The system supports three main operating modes: single query, dataset evaluation, and dataset construction.

### 1. Single query mode

Used to handle a single complex problem.

1. In `config.yaml`, ensure that `dataset: enabled:` is set to `false`.
2. Define your question in the `query:` field.
3. Run the main script:
```bash
python main.py --config config.yaml
```
4. Detailed results will be stored in the `data_reports/single/` directory and organized by model configuration and timestamp.

### 2. Dataset Evaluation Mode

Used to run and evaluate system performance in batches on a specified dataset.

1. In `config.yaml`, enable the `dataset` section and ensure that `build: enabled:` is set to `false`.
    ```yaml
    dataset:
      enabled: true
      path: "dataset/TestData/MMLU-STEM.json"
      limit: 50 # optional
    ```
2. Run the main script:
    ```bash
    python main.py
    ```
3. The evaluation report will be saved in the `data_reports/dataset/` directory. The report `dataset_report.md` will contain **task planning metrics**:
- **Average number of task steps**: The average number of subtasks that the Planner breaks down into for each problem.
- **Average Compression Ratio**: Critical path depth of the task graph / Total number of tasks. **The lower this value, the higher the parallel potential of the tasks.**
- **Average Token Limit per Step**: The average token budget allocated by the Planner for each subtask.

### 3. Dataset Construction Patterns

This mode is used to generate training data for the fine-tuning planner.

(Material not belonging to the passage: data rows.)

use std::future::Future;

use tokio::task::JoinSet;

use crate::app::Message;

/// Requests owned by the currently mounted view.
///
/// Remounting drops the task set, which aborts whatever is still in flight
/// and discards results that finished but were never collected. A view can
/// therefore never receive data fetched for its predecessor.
#[derive(Default)]
pub struct ViewScope {
    tasks: JoinSet<Message>,
    mounts: u64,
}

impl ViewScope {
    pub fn spawn<F>(&mut self, fut: F)
    where
        F: Future<Output = Message> + Send + 'static,
    {
        self.tasks.spawn(fut);
    }

    pub fn remount(&mut self) {
        let stale = std::mem::take(&mut self.tasks);
        if !stale.is_empty() {
            tracing::debug!(cancelled = stale.len(), mount = self.mounts, "dropping view requests");
        }
        drop(stale);
        self.mounts += 1;
    }

    #[cfg(test)]
    pub fn in_flight(&self) -> usize {
        self.tasks.len()
    }

    /// Next finished result, without waiting.
    pub fn try_next(&mut self) -> Option<Message> {
        while let Some(joined) = self.tasks.try_join_next() {
            if let Some(message) = accept(joined) {
                return Some(message);
            }
        }
        None
    }

    /// Waits for the next result. `None` once the scope is idle.
    #[cfg(test)]
    pub async fn next(&mut self) -> Option<Message> {
        while let Some(joined) = self.tasks.join_next().await {
            if let Some(message) = accept(joined) {
                return Some(message);
            }
        }
        None
    }
}

fn accept(joined: Result<Message, tokio::task::JoinError>) -> Option<Message> {
    match joined {
        Ok(message) => Some(message),
        Err(err) if err.is_cancelled() => None,
        Err(err) => {
            tracing::error!("view request task failed: {err}");
            None
        }
    }
}
use ratatui::{style::Style, text::Span};

use crate::ui::theme::Theme;

/// A keyboard hint: the key and what it does.
#[derive(Debug, Clone)]
pub struct KeyHint {
    pub key: &'static str,
    pub action: &'static str,
}

impl KeyHint {
    pub const fn new(key: &'static str, action: &'static str) -> Self {
        Self { key, action }
    }
}

pub fn hints_to_spans(hints: &[KeyHint], theme: &Theme) -> Vec<Span<'static>> {
    let mut spans = Vec::new();

    for (i, hint) in hints.iter().enumerate() {
        if i > 0 {
            spans.push(Span::raw("  "));
        }
        spans.push(Span::styled(hint.key, Style::default().fg(theme.accent)));
        spans.push(Span::raw(format!(" {}", hint.action)));
    }

    spans
}

pub fn hint_separator(theme: &Theme) -> Span<'static> {
    Span::styled("  │  ", Style::default().fg(theme.border))
}

pub const FORM: [KeyHint; 4] = [
    KeyHint::new("Tab", "next"),
    KeyHint::new("↑↓", "choose"),
    KeyHint::new("Enter", "save"),
    KeyHint::new("Esc", "cancel"),
];

pub const CRUD: [KeyHint; 4] = [
    KeyHint::new("↑↓", "select"),
    KeyHint::new("n", "new"),
    KeyHint::new("e", "edit"),
    KeyHint::new("d", "delete"),
];

pub const GLOBAL: [KeyHint; 4] = [
    KeyHint::new("r", "refresh"),
    KeyHint::new("L", "logout"),
    KeyHint::new("?", "help"),
    KeyHint::new("q", "quit"),
];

1. In `config.yaml`, enable the `dataset` and `build` sections:
    ```yaml
    dataset:
      enabled: true
      path: "path/to/your/source_dataset.json"
      build:
        enabled: true # Activate build mode
    ```
2. Run the main script: `python main.py`
3. The generated training data will be saved in the corresponding timestamp folder in `data_reports/dataset/`.

## Usage: Single Model Benchmarking

To verify the effectiveness of the collaborative framework, the project provides a standalone benchmark script `single_model_only.py` to evaluate the performance of a single model directly solving the problem.

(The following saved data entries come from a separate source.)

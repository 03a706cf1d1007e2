use crate::app::route::Route;

#[derive(Debug, Clone, Copy, PartialEq, Eq, Default)]
pub enum AuthState {
    /// Token check still pending.
    #[default]
    Unknown,
    Authenticated,
    Unauthenticated,
}

/// Session-level state machine deciding which routes may mount.
///
/// `Unauthenticated` is only left through a successful login.
#[derive(Debug, Clone, Copy, Default)]
pub struct AuthGate {
    state: AuthState,
}

impl AuthGate {
    pub fn state(&self) -> AuthState {
        self.state
    }

    pub fn is_authenticated(&self) -> bool {
        self.state == AuthState::Authenticated
    }

    /// Resolves the initial token check. No-op once resolved.
    pub fn resolve(&mut self, has_token: bool) {
        if self.state != AuthState::Unknown {
            return;
        }
        self.state = if has_token {
            AuthState::Authenticated
        } else {
            AuthState::Unauthenticated
        };
    }

    pub fn login_succeeded(&mut self) {
        self.state = AuthState::Authenticated;
    }

    /// A protected request was rejected, or the user logged out.
    pub fn revoke(&mut self) {
        self.state = AuthState::Unauthenticated;
    }
}

/// Redirects a requested route according to the gate.
pub fn guard(requested: Route, state: AuthState) -> Route {
    let authenticated = state == AuthState::Authenticated;
    match requested {
        Route::Root | Route::Auth if authenticated => Route::Dashboard,
        Route::Root => Route::Auth,
        route if route.is_protected() && !authenticated => Route::Auth,
        route => route,
    }
}
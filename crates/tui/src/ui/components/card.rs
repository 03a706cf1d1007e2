use ratatui::{
    Frame,
    layout::Rect,
    style::Style,
    text::Span,
    widgets::{Block, BorderType, Borders, Widget},
};

use crate::ui::theme::Theme;

/// Rounded panel with a title, used for every content section.
pub struct Card<'a> {
    title: &'a str,
    theme: &'a Theme,
    focused: bool,
}

impl<'a> Card<'a> {
    pub fn new(title: &'a str, theme: &'a Theme) -> Self {
        Self {
            title,
            theme,
            focused: false,
        }
    }

    pub fn focused(mut self, focused: bool) -> Self {
        self.focused = focused;
        self
    }

    pub fn block(&self) -> Block<'a> {
        let border_color = if self.focused {
            self.theme.border_focused
        } else {
            self.theme.border
        };

        Block::default()
            .title(Span::styled(
                format!(" {} ", self.title),
                Style::default().fg(self.theme.accent),
            ))
            .borders(Borders::ALL)
            .border_type(BorderType::Rounded)
            .border_style(Style::default().fg(border_color))
            .style(Style::default().bg(self.theme.surface))
    }

    pub fn inner(&self, area: Rect) -> Rect {
        self.block().inner(area)
    }

    pub fn render_with<W: Widget>(&self, frame: &mut Frame<'_>, area: Rect, content: W) {
        let inner = self.inner(area);
        frame.render_widget(self.block(), area);
        frame.render_widget(content, inner);
    }
}
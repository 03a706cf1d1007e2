use ratatui::{
    Frame,
    layout::{Alignment, Rect},
    style::Style,
    text::{Line, Span},
    widgets::Paragraph,
};

use crate::ui::{components::card::Card, theme::Theme};

pub fn render(frame: &mut Frame<'_>, area: Rect) {
    let theme = Theme::default();
    let lines = vec![
        Line::from(""),
        Line::from(Span::styled(
            "Analytics are coming soon.",
            Style::default().fg(theme.text),
        )),
        Line::from(Span::styled(
            "Spending by category and member will show up here.",
            Style::default().fg(theme.dim),
        )),
    ];
    Card::new("Analytics", &theme).render_with(
        frame,
        area,
        Paragraph::new(lines).alignment(Alignment::Center),
    );
}
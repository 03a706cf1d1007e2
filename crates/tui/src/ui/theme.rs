use ratatui::style::Color;

#[derive(Debug, Clone, Copy)]
pub struct Theme {
    pub background: Color,
    pub surface: Color,
    pub surface_bright: Color,
    pub border: Color,
    pub border_focused: Color,
    pub text: Color,
    pub text_muted: Color,
    pub dim: Color,
    pub accent: Color,
    pub positive: Color,
    pub negative: Color,
    pub warning: Color,
    pub error: Color,
}

impl Default for Theme {
    fn default() -> Self {
        Self {
            background: Color::Rgb(10, 12, 18),
            surface: Color::Rgb(18, 22, 30),
            surface_bright: Color::Rgb(24, 29, 38),
            border: Color::Rgb(60, 66, 80),
            border_focused: Color::Rgb(120, 140, 220),
            text: Color::Rgb(222, 224, 230),
            text_muted: Color::Rgb(160, 164, 176),
            dim: Color::Rgb(120, 124, 136),
            accent: Color::Rgb(120, 140, 220),
            positive: Color::Rgb(90, 180, 120),
            negative: Color::Rgb(215, 95, 95),
            warning: Color::Rgb(220, 170, 80),
            error: Color::Rgb(215, 80, 80),
        }
    }
}
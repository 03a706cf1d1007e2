use ratatui::{Frame, layout::Rect};

use crate::{
    app::{
        AppState,
        forms::{CategoryField, MovementField, SalaryField},
    },
    ui::{
        components::dialog::{Dialog, Field},
        theme::Theme,
    },
};

/// Draws whichever form dialog is open. The period dialog stacks on top of
/// the salary form.
pub fn render(frame: &mut Frame<'_>, area: Rect, state: &AppState) {
    let theme = Theme::default();

    if let Some(form) = &state.movements.form {
        let title = if form.editing.is_some() {
            "Edit movement"
        } else {
            "Add movement"
        };
        Dialog {
            title,
            fields: vec![
                Field::text("Amount", &form.amount, form.focus == MovementField::Amount),
                Field::text("Date", &form.date, form.focus == MovementField::Date),
                Field::choice(
                    "Category",
                    form.category.display(),
                    form.focus == MovementField::Category,
                ),
                Field::text(
                    "Description",
                    &form.description,
                    form.focus == MovementField::Description,
                ),
            ],
            error: form.error.as_deref(),
            ready: form.can_submit(),
            busy: form.saving,
            width: 56,
        }
        .render(frame, area, &theme);
    }

    if let Some(form) = &state.categories.form {
        let title = if form.editing.is_some() {
            "Edit category"
        } else {
            "New category"
        };
        Dialog {
            title,
            fields: vec![
                Field::text("Name", &form.name, form.focus == CategoryField::Name),
                Field::choice(
                    "Split",
                    form.distribution.display(),
                    form.focus == CategoryField::Distribution,
                ),
            ],
            error: form.error.as_deref(),
            ready: form.can_submit(),
            busy: form.saving,
            width: 50,
        }
        .render(frame, area, &theme);
    }

    if let Some(form) = &state.salaries.form {
        let title = if form.editing.is_some() {
            "Edit salary"
        } else {
            "New salary"
        };
        Dialog {
            title,
            fields: vec![
                Field::text("Amount", &form.amount, form.focus == SalaryField::Amount),
                Field::choice("Member", form.member.display(), form.focus == SalaryField::Member),
                Field::choice("Period", form.period.display(), form.focus == SalaryField::Period),
            ],
            error: form.error.as_deref(),
            ready: form.can_submit() || form.wants_new_period(),
            busy: form.saving,
            width: 50,
        }
        .render(frame, area, &theme);
    }

    if let Some(form) = &state.salaries.period_form {
        Dialog {
            title: "New period (YYYY-MM)",
            fields: vec![Field::text("Period", &form.input, true)],
            error: form.error.as_deref(),
            ready: form.can_submit(),
            busy: form.saving,
            width: 40,
        }
        .render(frame, area, &theme);
    }
}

### 1. Single Query Mode (Benchmark Test)

1. Run directly via command-line arguments:
    ```bash
    python single_model_only.py --query "your question" --model "gpt-4o" --timeout 60
    ```

### 2. Dataset Evaluation Mode (Benchmarking)

1. Modify the `dataset` section in `config.yaml` to point to the dataset you want to test.
2. Running via command line allows you to specify the model and timeout:
    ```bash
    python single_model_only.py --dataset "dataset/your_dataset.json" --limit 10 --model "gpt-4o" --timeout 120
    ```
3. Test results will be saved in the `data_reports/single_model_results/` directory, organized by model name and timestamp into molecular folders.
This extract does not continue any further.